Trieste, Teatro Stabile Sloveno, Sala del Ridotto, fino al 4 dicembre 2016
La scenografia ideata da Petra Veber per Solstizio d’inverno è essenziale, ridotta al minimo. In essa si muovono sei personaggi e la vicenda, che si svolge in un elegante appartamento di Berlino ai giorni nostri poco prima di Natale, è scandita esplicitando ripetutamente il passare delle ore.
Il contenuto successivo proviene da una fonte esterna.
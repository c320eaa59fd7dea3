use std::cell::RefCell;
use std::fmt;

use cairn_store::ObjectStore;
use cairn_types::{Clock, Timestamp};
use serde::{Deserialize, Serialize};

use crate::error::LifecycleResult;

// ---------------------------------------------------------------------------
// Operation
// ---------------------------------------------------------------------------

/// A mutating lifecycle operation.
#[derive(Clone, Copy, Debug, PartialEq, Eq, Hash, Serialize, Deserialize)]
#[serde(rename_all = "snake_case")]
pub enum Operation {
    Create,
    Update,
    Delete,
    Restore,
}

impl fmt::Display for Operation {
    fn fmt(&self, f: &mut fmt::Formatter<'_>) -> fmt::Result {
        f.write_str(match self {
            Self::Create => "create",
            Self::Update => "update",
            Self::Delete => "delete",
            Self::Restore => "restore",
        })
    }
}

// ---------------------------------------------------------------------------
// HookDecision
// ---------------------------------------------------------------------------

/// What a hook wants to happen next.
#[derive(Clone, Debug, PartialEq, Eq)]
pub enum HookDecision {
    /// Continue with the operation.
    Proceed,
    /// Stop the operation (in `pre`) or report a failure (in `post`).
    Veto { reason: String },
}

impl HookDecision {
    pub fn veto(reason: impl Into<String>) -> Self {
        Self::Veto {
            reason: reason.into(),
        }
    }

    pub fn is_proceed(&self) -> bool {
        matches!(self, Self::Proceed)
    }
}

/// A hook that vetoed or failed, with its reason.
#[derive(Clone, Debug, PartialEq, Eq)]
pub struct HookFailure {
    pub hook: String,
    pub reason: String,
}

// ---------------------------------------------------------------------------
// HookContext
// ---------------------------------------------------------------------------

/// A store write deferred until the whole `pre` chain has passed.
type StagedWrite<'a> = Box<dyn FnOnce(&dyn ObjectStore) -> LifecycleResult<()> + 'a>;

/// Everything a hook may consult while running.
pub struct HookContext<'a> {
    pub operation: Operation,
    /// Set for [`Lifecycle::force_delete`](crate::Lifecycle::force_delete).
    pub force: bool,
    pub clock: &'a dyn Clock,
    /// Identifier of the acting user, if known.
    pub actor: Option<&'a str>,
    pub store: &'a dyn ObjectStore,
    staged: RefCell<Vec<StagedWrite<'a>>>,
}

impl<'a> HookContext<'a> {
    pub fn new(operation: Operation, clock: &'a dyn Clock, store: &'a dyn ObjectStore) -> Self {
        Self {
            operation,
            force: false,
            clock,
            actor: None,
            store,
            staged: RefCell::new(Vec::new()),
        }
    }

    pub fn with_force(mut self, force: bool) -> Self {
        self.force = force;
        self
    }

    pub fn with_actor(mut self, actor: Option<&'a str>) -> Self {
        self.actor = actor;
        self
    }

    /// The current instant according to the context clock.
    pub fn now(&self) -> Timestamp {
        self.clock.now()
    }

    /// Queue a store write for after the `pre` chain.
    ///
    /// Staged writes run once every `pre` hook has proceeded and before the
    /// operation's own store call. A veto discards them.
    pub fn stage(&self, write: impl FnOnce(&dyn ObjectStore) -> LifecycleResult<()> + 'a) {
        self.staged.borrow_mut().push(Box::new(write));
    }

    /// Number of writes waiting for [`HookContext::flush_staged`].
    pub fn staged_len(&self) -> usize {
        self.staged.borrow().len()
    }

    /// Run the staged writes in the order they were queued.
    pub fn flush_staged(&self) -> LifecycleResult<()> {
        let writes = std::mem::take(&mut *self.staged.borrow_mut());
        for write in writes {
            write(self.store)?;
        }
        Ok(())
    }

    /// Drop the staged writes without running them.
    pub fn discard_staged(&self) {
        self.staged.borrow_mut().clear();
    }
}

impl fmt::Debug for HookContext<'_> {
    fn fmt(&self, f: &mut fmt::Formatter<'_>) -> fmt::Result {
        f.debug_struct("HookContext")
            .field("operation", &self.operation)
            .field("force", &self.force)
            .field("actor", &self.actor)
            .field("staged", &self.staged_len())
            .finish_non_exhaustive()
    }
}

// ---------------------------------------------------------------------------
// LifecycleHook trait
// ---------------------------------------------------------------------------

/// One behavior attached to the lifecycle of `T`.
///
/// Hooks are stored as `Box<dyn LifecycleHook<T>>` and run in registration
/// order. Both stages default to [`HookDecision::Proceed`]; a hook inspects
/// `ctx.operation` to decide whether it applies.
pub trait LifecycleHook<T>: Send + Sync {
    /// Name used in logs and failure reports.
    fn name(&self) -> &str;

    /// Runs before the store call. May mutate the target or veto.
    fn pre(&self, _target: &mut T, _ctx: &HookContext<'_>) -> LifecycleResult<HookDecision> {
        Ok(HookDecision::Proceed)
    }

    /// Runs after a successful store call.
    fn post(&self, _target: &T, _ctx: &HookContext<'_>) -> LifecycleResult<HookDecision> {
        Ok(HookDecision::Proceed)
    }
}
Il testo, ideato dal regista e drammaturgo tedesco Roland Schimmelpfennig (1967) e messo in scena per la prima volta appena un anno fa al Deutsches Theater di Berlino non è convenzionale, perché gli attori dialogano pochissimo tra loro: ciò che dicono sono, per la maggior parte della durata dello spettacolo, delle didascalie: un po’ descrittive, un po’ monologo interiore, un po’ ricordi; potrebbero essere dette indifferentemente da uno qualsiasi fra loro senza che nulla cambi nella sostanza. È un meccanismo singolare, che sollecita l’immaginazione e porta naturalmente chi vi assiste ad un livello d’astrazione più alto, favorendo così la riflessione sui temi esposti, per niente banali. Sembra quasi un racconto drammatizzato, specchio di questa nostra era postmoderna: anche le battute vere e proprie non vengono sempre interpretate dal personaggio cui le si attribuirebbe seguendo il senso logico, ma nonostante tutti questi elementi, funzionali al significato profondo della pièce, che interrompono il regolare fluire della trama, rendono confusa la differenza tra pensiero e azione e che ricordano certi romanzi di Roland Barthes, quel che avviene è ben chiaro, perché gli attori della Compagnia Stabile del Teatro Municipale di Ljubljana, assieme all’attrice ospite Maruša Majer e a Tadej Pišek della Compagnia del Teatro Stabile Sloveno di Trieste riescono ad interpretare tutto questo con grande maestria.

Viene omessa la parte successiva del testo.